Large-scale digitization projects
Digitization is much more than scanning. The DHLAB develops new methods and processes to conduct large-scale digitization projects. How to digitize large collections of historic documents is still an unsolved issue that highly depends on specific strategic choices. The DHLAB, in collaboration with other EPFL’s research labs, is working on innovating processes for archives selection, quality control, standardized metadata and optical character recognition techniques for ancient documents. The DHLAB also conducts research on crowdsourcing approaches for such large-scale project.
- Watch: “How to build a time machine” : Frederic Kaplan’s TED presentation about a large-scaled digitization project focused on the archives of Venice.

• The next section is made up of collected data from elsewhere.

//! Frame element trait for generic pixel values

use num_traits::{NumCast, Zero};
use std::fmt::Debug;

/// Trait for types that can be stored in a frame pixel.
///
/// Bounds the types usable as sample values, ensuring they support the
/// numeric conversions the pipeline needs.
pub trait FrameElement:
    Copy + Clone + Debug + PartialOrd + PartialEq + NumCast + Zero + Send + Sync + 'static
{
    /// Whether this type is a floating point type
    fn is_float() -> bool;

    /// Whether this value is not a number (always false for integers)
    fn is_nan_value(&self) -> bool;

    /// Convert self to f64
    fn to_f64(self) -> Option<f64> {
        NumCast::from(self)
    }

    /// Convert an f64 into this type, if representable
    fn from_f64(value: f64) -> Option<Self> {
        NumCast::from(value)
    }
}

macro_rules! impl_frame_element_int {
    ($t:ty) => {
        impl FrameElement for $t {
            fn is_float() -> bool {
                false
            }

            fn is_nan_value(&self) -> bool {
                false
            }
        }
    };
}

macro_rules! impl_frame_element_float {
    ($t:ty) => {
        impl FrameElement for $t {
            fn is_float() -> bool {
                true
            }

            fn is_nan_value(&self) -> bool {
                self.is_nan()
            }
        }
    };
}

impl_frame_element_int!(u8);
impl_frame_element_int!(u16);
impl_frame_element_int!(u32);
impl_frame_element_int!(u64);
impl_frame_element_float!(f32);
impl_frame_element_float!(f64);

Big Data for the humanities
The DHLAB works specifically on new approaches for storing large amount of textual data using sustainable and energy efficient methods adapted to long-term conservation plans. These methods include smart lossless compression techniques and biologically inspired “endosemantic” formats (formats that includes the definition of their own semantic). We also investigate efficient storage strategies beyond standard hard disks based systems.
The glasses that digitize what you read
We also want to make digitization much simpler than it is now. The DH Lab works on a low-cost solution targeted at humanities scholars. We are working on a pair of glasses including a high definition camera that scan the page you read, combining dynamically a large set of views of the same page to recreate afterwards a good quality digital document. With such glasses, any page you read can be digitally stored on your personal archive. Using OCR techniques, we can then index the content of this archive to turn it into an efficient personal memory system.